Comparing Conversational Customer Engagement with Traditional Customer Support

Support agent using conversational customer engagement by texting on her phone.

Conversational customer engagement is growing more popular every day. But it’s still a relatively new business text messaging strategy. Many professionals who use business texting services are asking: how does this strategy differ from traditional customer support? 

While traditional customer support and conversational customer engagement have a few similarities, they’re fundamentally different. Their differences contribute to conversational customer engagement’s superior ability to boost customer satisfaction.

So how do the two strategies compare?

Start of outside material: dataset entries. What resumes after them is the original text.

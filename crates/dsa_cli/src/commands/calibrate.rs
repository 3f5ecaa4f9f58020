//! Calibrate command implementation
//!
//! Finds the end-of-adjustment primary balance at which the configured risk
//! criteria reach the target probability, then selects the binding scenario
//! against the deterministic requirements listed in the configuration.

use std::path::Path;

use dsa_core::types::ShockPanel;
use dsa_stochastic::calibrator::ProfilePoint;
use dsa_stochastic::{
    BindingScenario, BindingScenarioSelector, CalibrationResult, RiskCriterion,
    RiskProbabilities, StochasticCalibrator, StochasticError,
};
use serde::Serialize;
use tracing::{info, warn};

use super::{write_csv, write_json};
use crate::config::RunConfig;
use crate::data::prepare_panel;
use crate::projector::LinearAdjustmentProjector;
use crate::{CliError, Result};

/// Calibration outcome written by the command.
#[derive(Debug, Serialize)]
pub struct CalibrationReport {
    pub target: f64,
    pub criteria: Vec<RiskCriterion>,
    /// Present when the stochastic calibration succeeded.
    pub stochastic: Option<StochasticOutcome>,
    pub candidates: Vec<BindingScenario>,
    pub binding: Option<BindingScenario>,
}

/// Successful stochastic calibration.
#[derive(Debug, Serialize)]
pub struct StochasticOutcome {
    pub seed: u64,
    pub policy: f64,
    pub converged: bool,
    pub objective: f64,
    pub probabilities: RiskProbabilities,
    pub iterations: usize,
    pub duration_ms: u128,
}

impl From<&CalibrationResult> for StochasticOutcome {
    fn from(result: &CalibrationResult) -> Self {
        Self {
            seed: result.simulation.seed,
            policy: result.policy,
            converged: result.converged,
            objective: result.objective,
            probabilities: result.probabilities,
            iterations: result.diagnostics.iterations,
            duration_ms: result.diagnostics.duration.as_millis(),
        }
    }
}

/// One row of the trial trace file.
#[derive(Debug, Serialize)]
struct TraceRow {
    trial: usize,
    policy: f64,
    declines: Option<f64>,
    stable: Option<f64>,
    below_60: Option<f64>,
    objective: f64,
}

fn adjustment_projector(config: &RunConfig) -> Result<LinearAdjustmentProjector> {
    LinearAdjustmentProjector::new(
        config.baseline.clone(),
        config.calibration.adjustment_start,
        config.calibration.adjustment_period,
    )
    .map_err(|e| CliError::Engine(StochasticError::from(e)))
}

/// Runs the stochastic calibration against an already prepared panel.
pub fn calibrate(config: &RunConfig, panel: &ShockPanel) -> Result<CalibrationResult> {
    let request = config.calibration_request()?;
    let calibrator = StochasticCalibrator::new(config.calibration.to_calibration_config()?);
    let mut projector = adjustment_projector(config)?;
    Ok(calibrator.calibrate(&mut projector, &request, panel)?)
}

/// Builds the report from a calibration outcome.
///
/// A failed stochastic calibration is reported without a stochastic
/// candidate; configuration errors still fail the command.
pub fn report(
    config: &RunConfig,
    outcome: std::result::Result<&CalibrationResult, &CliError>,
) -> Result<CalibrationReport> {
    let mut selector = BindingScenarioSelector::new();
    for (name, policy) in &config.calibration.deterministic {
        selector.add_deterministic(name.clone(), *policy)?;
    }

    let stochastic = match outcome {
        Ok(result) => {
            selector.add_stochastic(Ok(result));
            Some(StochasticOutcome::from(result))
        }
        Err(CliError::Engine(err)) if !err.is_request() => {
            selector.add_stochastic(Err(err));
            None
        }
        Err(err) => {
            return Err(CliError::InvalidArgument(format!(
                "calibration could not start: {}",
                err
            )))
        }
    };

    Ok(CalibrationReport {
        target: config.calibration.target,
        criteria: config.calibration.criteria.clone(),
        stochastic,
        candidates: selector.candidates().to_vec(),
        binding: selector.select(),
    })
}

/// Run the calibrate command
pub fn run(
    config: &RunConfig,
    output: Option<&Path>,
    trace: Option<&Path>,
    profile: Option<usize>,
) -> Result<()> {
    info!("Starting calibration...");
    info!("  Country: {}", config.data.country);
    info!("  Target probability: {}", config.calibration.target);
    info!(
        "  Criteria: {}",
        config
            .calibration
            .criteria
            .iter()
            .map(ToString::to_string)
            .collect::<Vec<_>>()
            .join(", ")
    );

    let panel = prepare_panel(&config.data, config.simulation.currency_regime)?;
    let outcome = calibrate(config, &panel);
    if let Err(err) = &outcome {
        warn!("Stochastic calibration failed: {}", err);
    }
    let report = report(config, outcome.as_ref())?;

    if let (Ok(result), Some(path)) = (&outcome, trace) {
        let rows: Vec<TraceRow> = result
            .trace
            .trials()
            .iter()
            .enumerate()
            .map(|(trial, t)| TraceRow {
                trial,
                policy: t.policy,
                declines: t.probabilities.declines,
                stable: t.probabilities.stable,
                below_60: t.probabilities.below_60,
                objective: t.objective,
            })
            .collect();
        write_csv(&rows, Some(path))?;
    }

    if let (Ok(result), Some(points)) = (&outcome, profile) {
        let points = objective_profile(config, result, points)?;
        let best = points
            .iter()
            .min_by(|a, b| a.objective.total_cmp(&b.objective));
        if let Some(best) = best {
            info!(policy = best.policy, objective = best.objective, "Profile minimum");
        }
    }

    if let Some(binding) = &report.binding {
        info!("Binding scenario: {} ({:.3})", binding.criterion, binding.policy);
    }
    write_json(&report, output)
}

fn objective_profile(
    config: &RunConfig,
    result: &CalibrationResult,
    points: usize,
) -> Result<Vec<ProfilePoint>> {
    let request = config.calibration_request()?;
    let calibrator = StochasticCalibrator::new(config.calibration.to_calibration_config()?);
    let mut projector = adjustment_projector(config)?;
    Ok(calibrator.objective_profile(
        &mut projector,
        &request,
        &result.simulation.annual,
        points,
    )?)
}

#[cfg(test)]
mod tests {
    use super::*;
    use crate::commands::simulate::tests::panel;
    use crate::config::tests::sample;
    use dsa_core::types::{EstimationError, ShockFrequency};

    #[test]
    fn test_calibration_within_bounds() {
        let config = sample();
        let result = calibrate(&config, &panel()).unwrap();
        assert!(result.policy > -5.0 && result.policy < 5.0);
        assert_eq!(result.trace.len(), result.diagnostics.iterations);
        // The re-projected baseline ends the adjustment at the policy level.
        assert!((result.baseline.primary_balance[4] - result.policy).abs() < 1e-12);
    }

    #[test]
    fn test_report_binds_larger_requirement() {
        let mut config = sample();
        config
            .calibration
            .deterministic
            .insert("demanding".to_string(), 4.99);
        let result = calibrate(&config, &panel()).unwrap();
        let report = report(&config, Ok(&result)).unwrap();

        assert_eq!(report.candidates.len(), 3);
        let binding = report.binding.unwrap();
        assert_eq!(binding.criterion, "demanding");
        assert!(report.stochastic.is_some());
    }

    #[test]
    fn test_failed_estimation_falls_back_to_deterministic() {
        let config = sample();
        let failure = CliError::Engine(StochasticError::Estimation(
            EstimationError::InsufficientObservations { got: 3, need: 8 },
        ));
        let report = report(&config, Err(&failure)).unwrap();
        assert!(report.stochastic.is_none());
        let binding = report.binding.unwrap();
        assert_eq!(binding.criterion, "debt_sustainability");
        assert_eq!(binding.policy, 0.8);
    }

    #[test]
    fn test_too_short_panel_fails_estimation() {
        let config = sample();
        let short = ShockPanel::new(
            ShockFrequency::Quarterly,
            vec!["2020Q1".to_string(), "2020Q2".to_string(), "2020Q3".to_string()],
            vec![[0.1, 0.2, 0.3, 0.4, 0.5, 0.6]; 3],
        )
        .unwrap();
        let err = calibrate(&config, &short).unwrap_err();
        assert!(matches!(err, CliError::Engine(ref e) if e.is_estimation()));
    }
}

Let’s dive in. 

Conversational Customer Engagement vs. Support: Comparing Goals

The purpose behind a strategy can tell your team a lot about how it works—and what your team can expect if it succeeds.  

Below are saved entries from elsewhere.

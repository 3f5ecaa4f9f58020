//! Debt-path simulation.
//!
//! Annual shocks are added to the baseline over the stochastic window and
//! the debt ratio is rolled forward with the debt-dynamics recurrence:
//!
//! ```text
//! d[t] = d[t−1] · (1 + i[t]/100) / (1 + g[t]/100)
//!        · (s_dom + s_eur · e_eur[t]/e_eur[t−1] + s_usd · e_usd[t]/e_usd[t−1])
//!        − pb[t] + sf[t]
//! ```
//!
//! Column 0 of every simulated path holds the last pre-stochastic baseline
//! value. Negative debt ratios are clamped to zero once the recurrence has
//! run.

use dsa_core::types::{BaselinePaths, DebtComposition};
use tracing::debug;

use crate::aggregator::{AnnualChannel, AnnualShockEnsemble};
use crate::error::RequestError;

/// Dense `n_paths × n_cols` matrix of simulated values, row per path.
#[derive(Clone, Debug, PartialEq)]
pub struct PathMatrix {
    n_paths: usize,
    n_cols: usize,
    data: Vec<f64>,
}

impl PathMatrix {
    /// All-zero matrix.
    pub fn zeros(n_paths: usize, n_cols: usize) -> Self {
        Self {
            n_paths,
            n_cols,
            data: vec![0.0; n_paths * n_cols],
        }
    }

    /// Builds a matrix from row-major data.
    ///
    /// Returns `None` if the length does not match.
    pub fn from_rows(n_paths: usize, n_cols: usize, data: Vec<f64>) -> Option<Self> {
        (data.len() == n_paths * n_cols).then_some(Self {
            n_paths,
            n_cols,
            data,
        })
    }

    /// Number of paths.
    #[inline]
    pub fn n_paths(&self) -> usize {
        self.n_paths
    }

    /// Number of columns (stochastic years plus the starting column).
    #[inline]
    pub fn n_cols(&self) -> usize {
        self.n_cols
    }

    /// Value of one path at one column.
    #[inline]
    pub fn get(&self, path: usize, col: usize) -> f64 {
        self.data[path * self.n_cols + col]
    }

    /// Overwrite one value.
    #[inline]
    pub fn set(&mut self, path: usize, col: usize, value: f64) {
        self.data[path * self.n_cols + col] = value;
    }

    /// One path.
    #[inline]
    pub fn row(&self, path: usize) -> &[f64] {
        &self.data[path * self.n_cols..(path + 1) * self.n_cols]
    }

    /// Copy of one column across all paths.
    pub fn column(&self, col: usize) -> Vec<f64> {
        self.data.iter().skip(col).step_by(self.n_cols).copied().collect()
    }

    /// Last column across all paths.
    pub fn last_column(&self) -> Vec<f64> {
        self.column(self.n_cols - 1)
    }

    /// Row-major data.
    #[inline]
    pub fn as_slice(&self) -> &[f64] {
        &self.data
    }

    #[inline]
    fn as_mut_slice(&mut self) -> &mut [f64] {
        &mut self.data
    }
}

/// Simulated paths of every debt-dynamics variable.
#[derive(Clone, Debug, PartialEq)]
pub struct SimulatedPathSet {
    /// Index of the first stochastic year in the baseline.
    pub stochastic_start: usize,
    /// Debt-to-GDP ratio.
    pub debt: PathMatrix,
    /// Exchange rate against the euro.
    pub exr_eur: PathMatrix,
    /// Exchange rate against the US dollar.
    pub exr_usd: PathMatrix,
    /// Implicit interest rate.
    pub implicit_rate: PathMatrix,
    /// Nominal GDP growth.
    pub growth: PathMatrix,
    /// Primary balance.
    pub primary_balance: PathMatrix,
    /// Stock-flow adjustment (not shocked).
    pub stock_flow: PathMatrix,
    /// Overall balance, populated by deficit simulation only.
    pub overall_balance: Option<PathMatrix>,
}

impl SimulatedPathSet {
    /// Number of paths.
    #[inline]
    pub fn n_paths(&self) -> usize {
        self.debt.n_paths()
    }

    /// Number of simulated years (excluding the starting column).
    #[inline]
    pub fn years(&self) -> usize {
        self.debt.n_cols() - 1
    }

    /// Baseline index of a column.
    #[inline]
    pub fn baseline_index(&self, col: usize) -> usize {
        self.stochastic_start - 1 + col
    }
}

/// Adds annual shocks to the baseline over the stochastic window.
///
/// Debt is only seeded at column 0; [`simulate_debt`] fills the rest.
///
/// # Errors
///
/// - `RequestError::InvalidParameter` if the ensemble has no years
/// - `RequestError::WindowOutOfRange` if `stochastic_start` is zero or the
///   window runs past the end of the baseline
pub fn combine(
    annual: &AnnualShockEnsemble,
    baseline: &BaselinePaths,
    stochastic_start: usize,
) -> Result<SimulatedPathSet, RequestError> {
    let years = annual.years();
    if years == 0 {
        return Err(RequestError::invalid("annual", "shock ensemble has no years"));
    }
    let end = stochastic_start + years - 1;
    if stochastic_start == 0 || end >= baseline.len() {
        return Err(RequestError::WindowOutOfRange {
            start: stochastic_start,
            end,
            baseline_len: baseline.len(),
        });
    }

    let n_paths = annual.n_paths();
    let n_cols = years + 1;
    let window = stochastic_start - 1..=end;

    let shocked = |series: &[f64], channel: Option<AnnualChannel>| -> PathMatrix {
        let base = &series[window.clone()];
        let mut matrix = PathMatrix::zeros(n_paths, n_cols);
        for path in 0..n_paths {
            let row = &mut matrix.as_mut_slice()[path * n_cols..(path + 1) * n_cols];
            row.copy_from_slice(base);
            if let Some(channel) = channel {
                for (value, shock) in row[1..].iter_mut().zip(annual.series(path, channel)) {
                    *value += shock;
                }
            }
        }
        matrix
    };

    let mut debt = PathMatrix::zeros(n_paths, n_cols);
    let d0 = baseline.debt[stochastic_start - 1];
    for path in 0..n_paths {
        debt.set(path, 0, d0);
    }

    Ok(SimulatedPathSet {
        stochastic_start,
        debt,
        exr_eur: shocked(&baseline.exr_eur, Some(AnnualChannel::ExrEur)),
        exr_usd: shocked(&baseline.exr_usd, Some(AnnualChannel::ExrUsd)),
        implicit_rate: shocked(&baseline.implicit_rate, Some(AnnualChannel::Interest)),
        growth: shocked(&baseline.growth, Some(AnnualChannel::Growth)),
        primary_balance: shocked(&baseline.primary_balance, Some(AnnualChannel::PrimaryBalance)),
        stock_flow: shocked(&baseline.stock_flow, None),
        overall_balance: None,
    })
}

/// Rolls the debt ratio forward on every path, then clamps negatives to zero.
///
/// Paths are independent and run in parallel when the `parallel` feature
/// is enabled. Results are identical either way.
pub fn simulate_debt(paths: &mut SimulatedPathSet, composition: &DebtComposition) {
    let n_cols = paths.debt.n_cols();
    let inputs = PathInputs {
        exr_eur: &paths.exr_eur,
        exr_usd: &paths.exr_usd,
        implicit_rate: &paths.implicit_rate,
        growth: &paths.growth,
        primary_balance: &paths.primary_balance,
        stock_flow: &paths.stock_flow,
    };

    #[cfg(feature = "parallel")]
    {
        use rayon::prelude::*;

        paths
            .debt
            .data
            .par_chunks_mut(n_cols)
            .enumerate()
            .for_each(|(path, row)| roll_forward(row, path, &inputs, composition));
    }

    #[cfg(not(feature = "parallel"))]
    {
        for (path, row) in paths.debt.data.chunks_mut(n_cols).enumerate() {
            roll_forward(row, path, &inputs, composition);
        }
    }

    let clamped = clamp_non_negative(&mut paths.debt);
    if clamped > 0 {
        debug!(clamped, "clamped negative debt ratios to zero");
    }
}

struct PathInputs<'a> {
    exr_eur: &'a PathMatrix,
    exr_usd: &'a PathMatrix,
    implicit_rate: &'a PathMatrix,
    growth: &'a PathMatrix,
    primary_balance: &'a PathMatrix,
    stock_flow: &'a PathMatrix,
}

#[inline]
fn roll_forward(debt: &mut [f64], path: usize, inputs: &PathInputs<'_>, comp: &DebtComposition) {
    let eur = inputs.exr_eur.row(path);
    let usd = inputs.exr_usd.row(path);
    let iir = inputs.implicit_rate.row(path);
    let ng = inputs.growth.row(path);
    let pb = inputs.primary_balance.row(path);
    let sf = inputs.stock_flow.row(path);

    for t in 1..debt.len() {
        let mut currency = comp.domestic;
        if comp.eur != 0.0 {
            currency += comp.eur * eur[t] / eur[t - 1];
        }
        if comp.usd != 0.0 {
            currency += comp.usd * usd[t] / usd[t - 1];
        }
        debt[t] = currency * debt[t - 1] * (1.0 + iir[t] / 100.0) / (1.0 + ng[t] / 100.0)
            - pb[t]
            + sf[t];
    }
}

/// Replaces negative values with zero and returns how many were replaced.
///
/// Idempotent.
pub fn clamp_non_negative(matrix: &mut PathMatrix) -> usize {
    let mut count = 0;
    for value in matrix.as_mut_slice() {
        if *value < 0.0 {
            *value = 0.0;
            count += 1;
        }
    }
    count
}

/// Computes the overall balance on every path.
///
/// `ob[t] = pb[t] − i[t]/100 / (1 + g[t]/100) · d[t−1]`, with column 0 set
/// to `ob_start`.
pub fn simulate_overall_balance(paths: &mut SimulatedPathSet, ob_start: f64) {
    let n_paths = paths.n_paths();
    let n_cols = paths.debt.n_cols();
    let mut ob = PathMatrix::zeros(n_paths, n_cols);

    for path in 0..n_paths {
        let d = paths.debt.row(path);
        let pb = paths.primary_balance.row(path);
        let iir = paths.implicit_rate.row(path);
        let ng = paths.growth.row(path);
        ob.set(path, 0, ob_start);
        for t in 1..n_cols {
            ob.set(path, t, pb[t] - iir[t] / 100.0 / (1.0 + ng[t] / 100.0) * d[t - 1]);
        }
    }
    paths.overall_balance = Some(ob);
}

#[cfg(test)]
mod tests {
    use super::*;
    use approx::assert_relative_eq;

    fn baseline(n: usize) -> BaselinePaths {
        BaselinePaths {
            start_year: 2023,
            debt: (0..n).map(|i| 90.0 - i as f64).collect(),
            exr_eur: vec![1.0; n],
            exr_usd: vec![1.2; n],
            implicit_rate: vec![3.0; n],
            growth: vec![4.0; n],
            primary_balance: vec![1.0; n],
            stock_flow: vec![0.5; n],
            overall_balance: vec![-2.0; n],
        }
    }

    fn domestic() -> DebtComposition {
        DebtComposition::domestic_only(0.2).unwrap()
    }

    // ========================================
    // Combine Tests
    // ========================================

    #[test]
    fn test_combine_seeds_column_zero() {
        let base = baseline(10);
        let annual = AnnualShockEnsemble::zeros(3, 4);
        let paths = combine(&annual, &base, 2).unwrap();
        assert_eq!(paths.years(), 4);
        assert_eq!(paths.baseline_index(0), 1);
        for path in 0..3 {
            assert_eq!(paths.debt.get(path, 0), 89.0);
            assert_eq!(paths.growth.row(path), &[4.0; 5]);
        }
    }

    #[test]
    fn test_combine_adds_shocks_except_stock_flow() {
        let base = baseline(6);
        let mut annual = AnnualShockEnsemble::zeros(2, 3);
        for ch in AnnualChannel::ALL {
            annual.set(1, ch, 2, 0.7);
        }
        let paths = combine(&annual, &base, 1).unwrap();
        assert_relative_eq!(paths.growth.get(1, 3), 4.7);
        assert_relative_eq!(paths.implicit_rate.get(1, 3), 3.7);
        assert_relative_eq!(paths.exr_usd.get(1, 3), 1.9);
        assert_eq!(paths.stock_flow.get(1, 3), 0.5);
        assert_eq!(paths.growth.get(0, 3), 4.0);
    }

    #[test]
    fn test_combine_window_checks() {
        let base = baseline(6);
        let annual = AnnualShockEnsemble::zeros(1, 5);
        assert!(combine(&annual, &base, 1).is_ok());
        assert!(matches!(
            combine(&annual, &base, 2),
            Err(RequestError::WindowOutOfRange { start: 2, end: 6, baseline_len: 6 })
        ));
        assert!(combine(&annual, &base, 0).is_err());
    }

    #[test]
    fn test_combine_empty_ensemble_is_error() {
        let base = baseline(6);
        let annual = AnnualShockEnsemble::zeros(3, 0);
        assert!(matches!(
            combine(&annual, &base, 1),
            Err(RequestError::InvalidParameter { .. })
        ));
    }

    // ========================================
    // Debt Recurrence Tests
    // ========================================

    #[test]
    fn test_zero_shocks_follow_deterministic_recurrence() {
        let base = baseline(8);
        let annual = AnnualShockEnsemble::zeros(4, 5);
        let mut paths = combine(&annual, &base, 2).unwrap();
        simulate_debt(&mut paths, &domestic());

        let mut d = 89.0;
        for t in 1..=5 {
            d = d * 1.03 / 1.04 - 1.0 + 0.5;
            for path in 0..4 {
                assert_relative_eq!(paths.debt.get(path, t), d, epsilon = 1e-12);
            }
        }
    }

    #[test]
    fn test_foreign_currency_share_uses_exchange_rate_ratio() {
        let base = baseline(3);
        let mut annual = AnnualShockEnsemble::zeros(1, 1);
        annual.set(0, AnnualChannel::ExrEur, 0, 0.1);
        let mut paths = combine(&annual, &base, 1).unwrap();
        let comp = DebtComposition::new(0.5, 0.5, 0.0, 0.2, 0.8).unwrap();
        simulate_debt(&mut paths, &comp);

        let growth_factor = 90.0 * 1.03 / 1.04;
        let expected = 0.5 * growth_factor + 0.5 * growth_factor * 1.1 - 1.0 + 0.5;
        assert_relative_eq!(paths.debt.get(0, 1), expected, epsilon = 1e-12);
    }

    #[test]
    fn test_negative_debt_clamped_after_recurrence() {
        let mut base = baseline(4);
        base.debt = vec![5.0; 4];
        base.primary_balance = vec![20.0; 4];
        let annual = AnnualShockEnsemble::zeros(2, 3);
        let mut paths = combine(&annual, &base, 1).unwrap();
        simulate_debt(&mut paths, &domestic());
        for path in 0..2 {
            assert!(paths.debt.row(path).iter().all(|&d| d >= 0.0));
            assert_eq!(paths.debt.get(path, 1), 0.0);
        }
    }

    #[test]
    fn test_clamp_is_idempotent() {
        let mut m = PathMatrix::from_rows(2, 2, vec![-1.0, 2.0, 0.0, -3.0]).unwrap();
        assert_eq!(clamp_non_negative(&mut m), 2);
        let once = m.clone();
        assert_eq!(clamp_non_negative(&mut m), 0);
        assert_eq!(m, once);
        assert_eq!(m.as_slice(), &[0.0, 2.0, 0.0, 0.0]);
    }

    // ========================================
    // Overall Balance Tests
    // ========================================

    #[test]
    fn test_overall_balance() {
        let base = baseline(5);
        let annual = AnnualShockEnsemble::zeros(1, 2);
        let mut paths = combine(&annual, &base, 1).unwrap();
        simulate_debt(&mut paths, &domestic());
        simulate_overall_balance(&mut paths, -2.5);

        let ob = paths.overall_balance.as_ref().unwrap();
        assert_eq!(ob.get(0, 0), -2.5);
        assert_relative_eq!(ob.get(0, 1), 1.0 - 0.03 / 1.04 * 90.0, epsilon = 1e-12);
        let d1 = paths.debt.get(0, 1);
        assert_relative_eq!(ob.get(0, 2), 1.0 - 0.03 / 1.04 * d1, epsilon = 1e-12);
    }

    #[test]
    fn test_path_matrix_columns() {
        let m = PathMatrix::from_rows(2, 3, vec![1.0, 2.0, 3.0, 4.0, 5.0, 6.0]).unwrap();
        assert_eq!(m.column(1), vec![2.0, 5.0]);
        assert_eq!(m.last_column(), vec![3.0, 6.0]);
        assert!(PathMatrix::from_rows(2, 3, vec![0.0; 5]).is_none());
    }
}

Traditional customer support aims to help customers solve their problems and get the most out of their purchases. In general, customer support is transactional, focusing on getting queries resolved as quickly as possible. 

Conversational customer engagement does include solving short-term questions, but it more broadly aims to establish strong relationships between your customers and your team through person-to-person conversations. Teams using this strategy prioritize responding authentically and thoroughly to incoming queries. They also focus on following up with customers and ensuring that they are experiencing long-term satisfaction. 

Comparison: Both strategies are customer-centric. However, traditional customer support is a short-term strategy, focused on ensuring customers are happy with recent purchases and answering one-off questions. Conversational customer engagement is a long-term strategy, focused on building strong relationships that last.

Comparing Tools

Some tools fit certain strategies better than others. That’s certainly the case with these two strategies.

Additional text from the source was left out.